The jumpers are fab - where are they from? Great photos.


----------



## kendal (Jul 16, 2009)

they re from equafleece, they are fab keeps the dog dry but can also be used like in that photo for after a trip to the beach as it seems to draw the water out of the coat and keeps them warm. 

i love them, the only problem is they mad their legs when long, i didnt notis it till last year because it was the first time i had kep their legs quite long.


----------



## francesjl (Mar 24, 2011)

lovely pics !


----------



## wilfiboy (Sep 18, 2010)

There old pics Mandy when Delta was only a twinkle in Kendals eye x


----------



## kendal (Jul 16, 2009)

embee said:


> Where was Delta??


lol this was june 2009, so i think this was Gypsy's 3d birthday and Echo was almost a year old. 

Gypsy will be 5 this month, and Delta hasnt been to the beach yet.


----------



## lady amanda (Nov 26, 2010)

AWESOME Pics Kendal, looks like you guys all had a blast


----------



## pepper27 (Apr 25, 2011)

Kendal where did you get the jumpers they all look so cosy


----------



## kendal (Jul 16, 2009)

equafleece love them, keeps them dry when its wet, and drys them off when they are wet.


----------



## RubyCockapoo (Feb 5, 2011)

What great pictures! We can't wait to take Ruby to the beach!


----------



## caradunne (Nov 29, 2010)

Are the red jumpers fleece for drying them? If yes, where did you get them from? I bought one from Equifleece last year but it cost £30 and I was wondering if you have a cheaper source?

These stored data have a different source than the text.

//! DaynaPort SCSI/Link Ethernet adapter
//!
//! READ(6) and WRITE(6) are repurposed by the DaynaPort protocol as
//! packet retrieve/send. Frames cross to the host side over a bounded
//! channel pair so the reactor never blocks on the network. The driver
//! needs a pause after the 6-byte read header before the payload bytes
//! arrive; that is the bus layer's pacing delay.

use anyhow::Result;
use crossbeam_channel::{Receiver, Sender, TryRecvError};
use rand::Rng;

use super::sense::{SenseKey, ASC_INVALID_FIELD_IN_CDB};
use super::{unknown_opcode, DeviceClass, LogicalUnit, UnitCmdResult, UnitCore};
use crate::bus::StatusCode;

/// Maximum packets buffered in each direction
const PACKET_QUEUE_SIZE: usize = 512;

/// Maximum Ethernet frame accepted
const ETH_FRAME_MAX: usize = 1514;

/// Length/flags header preceding each retrieved packet
const READ_HEADER_SIZE: usize = 6;

#[derive(Default)]
struct LinkStats {
    frame_alignment_errors: u32,
    crc_errors: u32,
    frames_lost: u32,
}

pub struct ScsiDaynaPort {
    core: UnitCore,
    mac: [u8; 6],
    enabled: bool,
    /// Emulator -> host tap
    tx: Option<Sender<Vec<u8>>>,
    /// Host tap -> emulator
    rx: Option<Receiver<Vec<u8>>>,
    stats: LinkStats,
}

impl ScsiDaynaPort {
    pub fn new(id: u8, lun: u8) -> Self {
        let mut core = UnitCore::new(DeviceClass::Dp, id, lun);
        core.vendor = "Dayna".into();
        core.product = "SCSI/Link".into();
        core.revision = "1.4a".into();

        let mut rng = rand::rng();
        Self {
            core,
            mac: [0x00, 0x80, 0x19, rng.random(), rng.random(), rng.random()],
            enabled: false,
            tx: None,
            rx: None,
            stats: LinkStats::default(),
        }
    }

    pub const fn mac_address(&self) -> [u8; 6] {
        self.mac
    }

    /// Wire the adapter to a host-side tap. Returns the tap's handles:
    /// a sender for frames destined to the initiator and a receiver for
    /// frames the initiator transmits.
    pub fn connect(&mut self) -> (Sender<Vec<u8>>, Receiver<Vec<u8>>) {
        let (host_tx, emu_rx) = crossbeam_channel::bounded(PACKET_QUEUE_SIZE);
        let (emu_tx, host_rx) = crossbeam_channel::bounded(PACKET_QUEUE_SIZE);
        self.rx = Some(emu_rx);
        self.tx = Some(emu_tx);
        (host_tx, host_rx)
    }

    /// READ(6): poll for one received frame.
    fn read_packet(&mut self, cdb: &[u8]) -> Result<UnitCmdResult> {
        let requested = usize::from(u16::from_be_bytes([cdb[3], cdb[4]]));

        let empty_header = || UnitCmdResult::DataIn(vec![0u8; READ_HEADER_SIZE]);
        if !self.enabled || requested < READ_HEADER_SIZE {
            return Ok(empty_header());
        }

        let packet = match self.rx.as_ref().map(Receiver::try_recv) {
            Some(Ok(p)) => p,
            Some(Err(TryRecvError::Empty)) | None => return Ok(empty_header()),
            Some(Err(TryRecvError::Disconnected)) => {
                log::warn!("DaynaPort tap disconnected");
                return Ok(empty_header());
            }
        };

        if packet.len() > ETH_FRAME_MAX {
            self.stats.frames_lost += 1;
            return Ok(empty_header());
        }

        let more = self.rx.as_ref().is_some_and(|rx| !rx.is_empty());

        let mut data = Vec::with_capacity(READ_HEADER_SIZE + packet.len());
        data.extend_from_slice(&(packet.len() as u16).to_be_bytes());
        data.extend_from_slice(&[0, 0, 0, if more { 0x10 } else { 0x00 }]);
        data.extend_from_slice(&packet);
        Ok(UnitCmdResult::DataIn(data))
    }

    /// WRITE(6): transmit one frame. Format 0x80 appends a four byte
    /// trailer per frame which is stripped before transmission.
    fn write_packet(&mut self, cdb: &[u8], outdata: Option<&[u8]>) -> Result<UnitCmdResult> {
        let length = usize::from(u16::from_be_bytes([cdb[3], cdb[4]]));
        let format = cdb[5];
        let expect = match format {
            0x00 => length,
            0x80 => length + 4,
            _ => {
                self.core
                    .set_sense(SenseKey::IllegalRequest, ASC_INVALID_FIELD_IN_CDB);
                return Ok(UnitCmdResult::Status(StatusCode::CheckCondition));
            }
        };

        let Some(data) = outdata else {
            return Ok(UnitCmdResult::DataOut(expect));
        };

        let frame = &data[..length.min(data.len())];
        if self.enabled {
            if let Some(tx) = &self.tx {
                if tx.try_send(frame.to_vec()).is_err() {
                    self.stats.frames_lost += 1;
                }
            }
        }
        Ok(UnitCmdResult::Status(StatusCode::Good))
    }

    /// RETRIEVE STATISTICS: MAC address plus three error counters.
    fn retrieve_statistics(&mut self, cdb: &[u8]) -> Result<UnitCmdResult> {
        let allocation = usize::from(cdb[4]);

        let mut data = Vec::with_capacity(18);
        data.extend_from_slice(&self.mac);
        data.extend_from_slice(&self.stats.frame_alignment_errors.to_be_bytes());
        data.extend_from_slice(&self.stats.crc_errors.to_be_bytes());
        data.extend_from_slice(&self.stats.frames_lost.to_be_bytes());
        data.truncate(allocation);
        Ok(UnitCmdResult::DataIn(data))
    }

    /// SET INTERFACE MODE: only the MAC change subfunction is carried.
    fn set_interface_mode(&mut self, cdb: &[u8], outdata: Option<&[u8]>) -> Result<UnitCmdResult> {
        match cdb[5] {
            0x04 => {
                let Some(data) = outdata else {
                    return Ok(UnitCmdResult::DataOut(6));
                };
                if data.len() >= 6 {
                    self.mac.copy_from_slice(&data[..6]);
                    log::info!("DaynaPort MAC set to {:02X?}", self.mac);
                }
                Ok(UnitCmdResult::Status(StatusCode::Good))
            }
            mode => {
                log::debug!("Ignoring SET INTERFACE MODE subfunction {mode:02X}");
                Ok(UnitCmdResult::Status(StatusCode::Good))
            }
        }
    }

    /// ENABLE/DISABLE INTERFACE.
    fn enable_interface(&mut self, cdb: &[u8]) -> Result<UnitCmdResult> {
        self.enabled = cdb[5] & 0x80 != 0;
        if self.enabled {
            // Drop frames that queued up while the interface was down
            if let Some(rx) = &self.rx {
                while rx.try_recv().is_ok() {}
            }
        }
        log::info!(
            "DaynaPort interface {}",
            if self.enabled { "enabled" } else { "disabled" }
        );
        Ok(UnitCmdResult::Status(StatusCode::Good))
    }
}

impl LogicalUnit for ScsiDaynaPort {
    fn core(&self) -> &UnitCore {
        &self.core
    }

    fn core_mut(&mut self) -> &mut UnitCore {
        &mut self.core
    }

    fn overrides_common(&self, opcode: u8) -> bool {
        // READ(6)/WRITE(6) are packet transfer in the DaynaPort protocol
        matches!(opcode, 0x08 | 0x0A)
    }

    fn send_pacing(&self) -> Option<usize> {
        Some(READ_HEADER_SIZE)
    }

    fn specific_cmd(&mut self, cdb: &[u8], outdata: Option<&[u8]>) -> Result<UnitCmdResult> {
        match cdb[0] {
            // READ(6): retrieve packet
            0x08 => self.read_packet(cdb),
            // RETRIEVE STATISTICS
            0x09 => self.retrieve_statistics(cdb),
            // WRITE(6): send packet
            0x0A => self.write_packet(cdb, outdata),
            // SET INTERFACE MODE
            0x0C => self.set_interface_mode(cdb, outdata),
            // ENABLE/DISABLE INTERFACE
            0x0E => self.enable_interface(cdb),
            _ => unknown_opcode(self, cdb[0]),
        }
    }
}

#[cfg(test)]
mod tests {
    use super::*;

    fn enabled_adapter() -> (ScsiDaynaPort, Sender<Vec<u8>>, Receiver<Vec<u8>>) {
        let mut dp = ScsiDaynaPort::new(4, 0);
        let (host_tx, host_rx) = dp.connect();
        dp.cmd(&[0x0E, 0, 0, 0, 0, 0x80], None).unwrap();
        (dp, host_tx, host_rx)
    }

    #[test]
    fn inquiry_reports_processor_device() {
        let mut dp = ScsiDaynaPort::new(4, 0);
        let UnitCmdResult::DataIn(data) = dp.cmd(&[0x12, 0, 0, 0, 36, 0], None).unwrap() else {
            panic!("expected data");
        };
        assert_eq!(data[0], 0x03);
        assert_eq!(&data[8..13], b"Dayna");
    }

    #[test]
    fn read_empty_queue_returns_bare_header() {
        let (mut dp, _tx, _rx) = enabled_adapter();
        let UnitCmdResult::DataIn(data) = dp.cmd(&[0x08, 0, 0, 0x05, 0xF4, 0], None).unwrap()
        else {
            panic!("expected data");
        };
        assert_eq!(data, vec![0u8; READ_HEADER_SIZE]);
    }

    #[test]
    fn read_returns_queued_packet_with_header() {
        let (mut dp, host_tx, _rx) = enabled_adapter();
        host_tx.send(vec![0xAA; 60]).unwrap();

        let UnitCmdResult::DataIn(data) = dp.cmd(&[0x08, 0, 0, 0x05, 0xF4, 0], None).unwrap()
        else {
            panic!("expected data");
        };
        assert_eq!(&data[0..2], &60u16.to_be_bytes());
        assert_eq!(data[5], 0x00);
        assert_eq!(&data[6..], &[0xAA; 60][..]);
    }

    #[test]
    fn more_packets_flag() {
        let (mut dp, host_tx, _rx) = enabled_adapter();
        host_tx.send(vec![1; 20]).unwrap();
        host_tx.send(vec![2; 20]).unwrap();

        let UnitCmdResult::DataIn(data) = dp.cmd(&[0x08, 0, 0, 0x05, 0xF4, 0], None).unwrap()
        else {
            panic!("expected data");
        };
        assert_eq!(data[5], 0x10);
    }

    #[test]
    fn write_forwards_frame() {
        let (mut dp, _tx, host_rx) = enabled_adapter();

        let frame = vec![0x55u8; 64];
        let res = dp.cmd(&[0x0A, 0, 0, 0, 64, 0], None).unwrap();
        let UnitCmdResult::DataOut(expect) = res else {
            panic!("expected dataout");
        };
        assert_eq!(expect, 64);

        let res = dp.cmd(&[0x0A, 0, 0, 0, 64, 0], Some(&frame)).unwrap();
        assert!(matches!(res, UnitCmdResult::Status(StatusCode::Good)));
        assert_eq!(host_rx.try_recv().unwrap(), frame);
    }

    #[test]
    fn statistics_carry_mac() {
        let (mut dp, _tx, _rx) = enabled_adapter();
        let mac = dp.mac_address();
        let UnitCmdResult::DataIn(data) = dp.cmd(&[0x09, 0, 0, 0, 18, 0], None).unwrap() else {
            panic!("expected data");
        };
        assert_eq!(data.len(), 18);
        assert_eq!(&data[0..6], &mac);
    }

    #[test]
    fn pacing_follows_the_read_header() {
        let dp = ScsiDaynaPort::new(4, 0);
        assert_eq!(dp.send_pacing(), Some(READ_HEADER_SIZE));
    }
}
//! SCSI bus: signals, phases, byte handshakes
//!
//! The bus layer is deliberately infallible: handshakes report how many
//! bytes actually moved and the controller decides what a short transfer
//! means. Only RST carries hard failure semantics, and that surfaces as a
//! phase observation, not an error value.

pub mod gpio;
pub mod soft;

use std::time::Duration;

use anyhow::Result;
use num_derive::{FromPrimitive, ToPrimitive};

use crate::hal::irq::IrqController;
use crate::hal::SelEvent;

/// Named SCSI control signals. DAT and its parity line are handled as a
/// byte, not per-signal.
#[derive(Debug, Clone, Copy, PartialEq, Eq, strum::IntoStaticStr)]
pub enum Signal {
    Bsy,
    Sel,
    Atn,
    Ack,
    Rst,
    Msg,
    Cd,
    Io,
    Req,
    Dp,
}

/// SCSI bus phases
#[derive(Debug, Clone, Copy, PartialEq, Eq, strum::IntoStaticStr, strum::Display)]
pub enum BusPhase {
    BusFree,
    Arbitration,
    Selection,
    Reselection,
    Command,
    /// Target -> Initiator
    DataIn,
    /// Initiator -> Target
    DataOut,
    Status,
    MsgIn,
    MsgOut,
    /// Fault indicator, never a stable operating state
    Reserved,
}

/// Phase decode for a busy bus, indexed by (MSG, C/D, I/O) packed MSB
/// first into three bits.
///
/// |MSG|C/D|I/O| Phase
/// | 0 | 0 | 0 | DATA OUT
/// | 0 | 0 | 1 | DATA IN
/// | 0 | 1 | 0 | COMMAND
/// | 0 | 1 | 1 | STATUS
/// | 1 | 0 | 0 | RESERVED
/// | 1 | 0 | 1 | RESERVED
/// | 1 | 1 | 0 | MESSAGE OUT
/// | 1 | 1 | 1 | MESSAGE IN
pub const PHASE_TABLE: [BusPhase; 8] = [
    BusPhase::DataOut,
    BusPhase::DataIn,
    BusPhase::Command,
    BusPhase::Status,
    BusPhase::Reserved,
    BusPhase::Reserved,
    BusPhase::MsgOut,
    BusPhase::MsgIn,
];

/// Bus operation modes
#[derive(Debug, Clone, Copy, PartialEq, Eq)]
pub enum BusMode {
    Target,
    Initiator,
    Monitor,
}

/// Status bytes
#[derive(Debug, Clone, Copy, PartialEq, Eq, FromPrimitive, ToPrimitive)]
pub enum StatusCode {
    Good = 0x00,
    CheckCondition = 0x02,
    Busy = 0x08,
    ReservationConflict = 0x18,
}

// Message bytes
pub const MSG_COMMAND_COMPLETE: u8 = 0x00;
pub const MSG_ABORT: u8 = 0x06;
pub const MSG_REJECT: u8 = 0x07;
pub const MSG_NO_OPERATION: u8 = 0x08;
pub const MSG_BUS_DEVICE_RESET: u8 = 0x0C;
pub const MSG_IDENTIFY: u8 = 0x80;

/// Bus settle time inserted after DAT is sampled, unless strict compliance
/// is selected
pub const BUS_SETTLE_DELAY_NS: u64 = 400;

/// Post-byte pacing for host adapters that cannot keep up with
/// back-to-back DataIn bytes (DaynaPort driver)
pub const SEND_DATA_PACING_NS: u64 = 100_000;

/// How long a handshake waits for the other side before truncating
pub const HANDSHAKE_TIMEOUT: Duration = Duration::from_secs(3);

/// The ACSI prefix byte: ICD-aware Atari host adapters prepend $1F to the
/// CDB to reach the full SCSI command set; it is stripped before dispatch.
pub const ACSI_PREFIX: u8 = 0x1F;

/// CDB length for an opcode, by command group.
///
/// The four architected groups map to fixed lengths; the reserved gap
/// (0x7E..0x7F) and the vendor range (0xC0..) classify as unknown (0),
/// which the controller answers with CHECK CONDITION.
pub const fn cdb_len(opcode: u8) -> usize {
    match opcode {
        0x00..=0x1F => 6,
        0x20..=0x7D => 10,
        0x7E | 0x7F => 0,
        0x80..=0x9F => 16,
        0xA0..=0xBF => 12,
        _ => 0,
    }
}

/// One atomic observation of all eleven signal lines plus the data byte.
///
/// Every field is decoded from a single pin register read, so no line can
/// be seen partially updated relative to another.
#[derive(Debug, Clone, Copy, Default)]
pub struct DataSample {
    pub raw: u32,
    pub timestamp: u64,
    pub bsy: bool,
    pub sel: bool,
    pub atn: bool,
    pub ack: bool,
    pub rst: bool,
    pub msg: bool,
    pub cd: bool,
    pub io: bool,
    pub req: bool,
    pub dp: bool,
    pub dat: u8,
}

impl DataSample {
    /// Classify the bus phase. Total over all signal combinations.
    pub const fn phase(&self) -> BusPhase {
        if self.sel {
            return BusPhase::Selection;
        }
        if !self.bsy {
            return BusPhase::BusFree;
        }

        let mci = ((self.msg as usize) << 2) | ((self.cd as usize) << 1) | (self.io as usize);
        PHASE_TABLE[mci]
    }

    /// True when DAT plus DP carry an odd number of ones.
    pub const fn parity_ok(&self) -> bool {
        (self.dat.count_ones() + self.dp as u32) % 2 == 1
    }
}

/// A physical or simulated SCSI bus attachment.
///
/// Handshakes return the number of bytes actually transferred; partial
/// transfers are not retried here.
pub trait ScsiBus: Send {
    /// Latch a fresh snapshot of all signals.
    fn acquire(&mut self) -> DataSample;

    /// Signal state from the last snapshot.
    fn get_signal(&self, sig: Signal) -> bool;

    /// Drive or release one of our output signals.
    fn set_signal(&mut self, sig: Signal, asserted: bool);

    /// Drive the data lines (parity included).
    fn set_dat(&mut self, dat: u8);

    /// Turn the data transceivers around.
    fn set_dat_direction(&mut self, output: bool);

    /// Release every driven signal.
    fn release(&mut self);

    /// Classify the current phase from a fresh snapshot.
    fn phase(&mut self) -> BusPhase {
        self.acquire().phase()
    }

    /// Block until SEL transitions or the timeout elapses.
    fn wait_event_select(&mut self, timeout: Option<Duration>) -> Result<SelEvent>;

    /// Poll until `sig` reaches `asserted`. Gives up after
    /// [`HANDSHAKE_TIMEOUT`] or when RST is observed; returns whether the
    /// signal reached the requested state.
    fn wait_signal(&mut self, sig: Signal, asserted: bool) -> bool;

    /// Target side: receive a complete CDB during the Command phase.
    /// Returns the number of bytes received, 0 for unknown opcodes.
    fn command_handshake(&mut self, cdb: &mut [u8; 16]) -> usize;

    /// Receive `buf.len()` bytes (DataOut / MsgOut side).
    fn receive_handshake(&mut self, buf: &mut [u8]) -> usize;

    /// Send `buf` (DataIn / MsgIn / Status side). `pace_after` inserts the
    /// DaynaPort pacing delay once that many bytes have been sent.
    fn send_handshake(&mut self, buf: &[u8], pace_after: Option<usize>) -> usize;

    /// Interrupt masking handle, also used by balance audits.
    fn irq(&self) -> IrqController;
}

#[cfg(test)]
mod tests {
    use super::*;

    fn sample(bsy: bool, sel: bool, msg: bool, cd: bool, io: bool) -> DataSample {
        DataSample {
            bsy,
            sel,
            msg,
            cd,
            io,
            ..Default::default()
        }
    }

    #[test]
    fn phase_selection_beats_everything() {
        for bits in 0..0b1000 {
            let s = sample(true, true, bits & 4 != 0, bits & 2 != 0, bits & 1 != 0);
            assert_eq!(s.phase(), BusPhase::Selection);
        }
    }

    #[test]
    fn phase_busfree_when_idle() {
        assert_eq!(sample(false, false, false, false, false).phase(), BusPhase::BusFree);
        // MCI lines are ignored without BSY
        assert_eq!(sample(false, false, true, true, true).phase(), BusPhase::BusFree);
    }

    #[test]
    fn phase_table_is_total() {
        let expect = [
            BusPhase::DataOut,
            BusPhase::DataIn,
            BusPhase::Command,
            BusPhase::Status,
            BusPhase::Reserved,
            BusPhase::Reserved,
            BusPhase::MsgOut,
            BusPhase::MsgIn,
        ];
        for mci in 0..8usize {
            let s = sample(true, false, mci & 4 != 0, mci & 2 != 0, mci & 1 != 0);
            assert_eq!(s.phase(), expect[mci], "mci = {mci:03b}");
        }
    }

    #[test]
    fn cdb_len_covers_every_opcode() {
        for op in 0..=255u8 {
            let len = cdb_len(op);
            match op {
                0x00..=0x1F => assert_eq!(len, 6),
                0x20..=0x7D => assert_eq!(len, 10),
                0x80..=0x9F => assert_eq!(len, 16),
                0xA0..=0xBF => assert_eq!(len, 12),
                _ => assert_eq!(len, 0, "opcode {op:02X} must classify unknown"),
            }
            assert!(matches!(len, 0 | 6 | 10 | 12 | 16));
        }
    }

    #[test]
    fn parity_is_odd() {
        let mut s = DataSample::default();
        s.dat = 0x00;
        s.dp = true;
        assert!(s.parity_ok());
        s.dat = 0x01;
        s.dp = false;
        assert!(s.parity_ok());
        s.dat = 0x03;
        s.dp = false;
        assert!(!s.parity_ok());
    }
}
//! Control plane: Unix-socket protocol, server thread, request handling
//!
//! Mutations reach the device map only through the reactor's mailbox
//! drain, between bus commands. A control client therefore never
//! observes (or causes) a half-executed SCSI command.

pub mod handler;
pub mod proto;
pub mod server;

pub use handler::ServerState;
pub use proto::{
    ControlError, ControlRequest, ControlResponse, ControlResult, DeviceInfo,
};
pub use server::{ControlMessage, ControlServer, DEFAULT_SOCKET};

It was so incredibly useful as it rains a lot here and it did keep her very dry and also dries her after a bath.


----------



## kendal (Jul 16, 2009)

hotter dog i think is cheeper but i dont like them, they dont fit as well, and if they are out running in the wet it stretched and their legs get caught up inside them so not a fan of hotter dog. 


but love equafleece, good for snow, rain, and drying dogs after being wet. 

i have even had Echo jump in the water and come out dry under the equafleece, so yes they are exspensive but personaly i feel they are worth every peny.


----------



## kendal (Jul 16, 2009)

photos from a couple of months ago after a very wet and muddy walk with lots of muddy puddles (im talking at least ankle deep in some plases)

this was my lot when i took the equafleece off.


----------



## Dylansmum (Oct 29, 2010)

Bad enough with one muddy dog.........


----------



## lady amanda (Nov 26, 2010)

LOL! cute muddy pups!! they kinda look a little sorry for themselves! cute guys


----------



## JoJo (Mar 2, 2011)

Dirty dogs .....(I am saying that is a funny accent.... shame you can't hear it, I sound well stupid) .... means happy dogs 

I want a jumper for Oakley ..... a green one would be great ....


----------



## caradunne (Nov 29, 2010)

I agree Kendal, the Equafleece is brilliant, Izzy looks just like your dogs when the fleece comes off and they do fit brilliantly.


----------